あれからカヌヤは成長し背が伸び、顔も大人びていた。

「…オメーそんなこと言ってたら友達できねーぞ」

「友達なんていらん。

俺には貴様たち…家族がいる。それだけで十分だ」

「…カヌヤ……この可愛い弟めっ」

「や、やめんかい!実験の邪魔をするな」

カヌヤの肩を抱いて、頭をグリグリとするフズ。
カヌヤは迷惑そうに距離をとる。

「オメーこれ以上実験しなくて良いぜ?」

「…何故だ」

「その通り名が全てを語っているぜ。」

「………。
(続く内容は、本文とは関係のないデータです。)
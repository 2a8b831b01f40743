use serde_json::{json, Value};
use tracing::{debug, info, warn};
use uuid::Uuid;

use shared_config::AppConfig;
use shared_database::supabase::SupabaseClient;

use crate::models::{Admission, Booking, BookingError, CreateBookingRequest};

/// Columns the store enforces uniqueness on. One booking per patient per
/// treatment per day, whatever the slot.
const BOOKING_IDENTITY_COLUMNS: &str = "treatment,date,patient_email";

pub struct AdmissionService {
    supabase: SupabaseClient,
}

impl AdmissionService {
    pub fn new(config: &AppConfig) -> Self {
        Self {
            supabase: SupabaseClient::new(config),
        }
    }

    /// Accept or reject a prospective booking. The insert is conditional on
    /// the (treatment, date, patient) triple at the storage layer, so two
    /// concurrent submissions of the same triple cannot both land.
    pub async fn admit(&self, request: CreateBookingRequest) -> Result<Admission, BookingError> {
        debug!(
            "Admission check for {} / {} / {}",
            request.treatment, request.date, request.patient_email
        );

        let row = json!({
            "id": Uuid::new_v4(),
            "treatment": request.treatment,
            "date": request.date,
            "slot": request.slot,
            "patient_email": request.patient_email,
            "patient_name": request.patient_name,
        });

        let inserted = self
            .supabase
            .insert_unique("bookings", BOOKING_IDENTITY_COLUMNS, row)
            .await
            .map_err(|e| BookingError::DatabaseError(e.to_string()))?;

        match inserted {
            Some(value) => {
                let booking: Booking = serde_json::from_value(value)
                    .map_err(|e| BookingError::DatabaseError(format!("Failed to parse booking: {}", e)))?;
                info!("Booking {} accepted for {}", booking.id, booking.patient_email);
                Ok(Admission::Accepted(booking))
            }
            None => {
                warn!(
                    "Duplicate booking rejected for {} / {} / {}",
                    request.treatment, request.date, request.patient_email
                );
                let existing = self
                    .find_existing(&request.treatment, &request.date, &request.patient_email)
                    .await?;
                Ok(Admission::Conflict(existing))
            }
        }
    }

    /// All bookings belonging to one patient.
    pub async fn patient_bookings(&self, email: &str) -> Result<Vec<Booking>, BookingError> {
        let query = format!("patient_email=eq.{}", urlencoding::encode(email));
        let rows = self
            .supabase
            .select("bookings", &query)
            .await
            .map_err(|e| BookingError::DatabaseError(e.to_string()))?;

        rows.into_iter()
            .map(serde_json::from_value)
            .collect::<Result<Vec<Booking>, _>>()
            .map_err(|e| BookingError::DatabaseError(format!("Failed to parse bookings: {}", e)))
    }

    pub async fn get_booking(&self, id: Uuid) -> Result<Booking, BookingError> {
        let query = format!("id=eq.{}", id);
        let rows = self
            .supabase
            .select("bookings", &query)
            .await
            .map_err(|e| BookingError::DatabaseError(e.to_string()))?;

        let row = rows.into_iter().next().ok_or(BookingError::NotFound)?;

        serde_json::from_value(row)
            .map_err(|e| BookingError::DatabaseError(format!("Failed to parse booking: {}", e)))
    }

    async fn find_existing(
        &self,
        treatment: &str,
        date: &str,
        patient_email: &str,
    ) -> Result<Booking, BookingError> {
        let query = format!(
            "treatment=eq.{}&date=eq.{}&patient_email=eq.{}",
            urlencoding::encode(treatment),
            urlencoding::encode(date),
            urlencoding::encode(patient_email)
        );

        let rows: Vec<Value> = self
            .supabase
            .select("bookings", &query)
            .await
            .map_err(|e| BookingError::DatabaseError(e.to_string()))?;

        let row = rows.into_iter().next().ok_or_else(|| {
            BookingError::DatabaseError("Duplicate reported but conflicting row not found".to_string())
        })?;

        serde_json::from_value(row)
            .map_err(|e| BookingError::DatabaseError(format!("Failed to parse booking: {}", e)))
    }
}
」

「オメーは大事なこと忘れてんぜ。実験は淡々と数をこなせば成功するって訳じゃない。
失敗する理由を追求するのも大事だが、それ以上にもっと大事なことがあんだろ?」

「…大事なこと…?」

「俺もアンタみたいな優しいヒトになる。いつかはヒトを傷つける実験をしなくても良い世界にしたい…オメーがまだ小さい時に言ってたことだぜ?」

「!」

「実験体に寄り添うことも忘れんじゃねーぞ。大きな夢を持っているオメーが他の奴らと同じことしてどーすんだ」

「…俺は…一体…何をしているんだ…」

一心不乱に実験をしてきたカヌヤは我に戻る。
フズは仕方ねー弟だなとカヌヤの頭をわしゃわしゃと撫でる。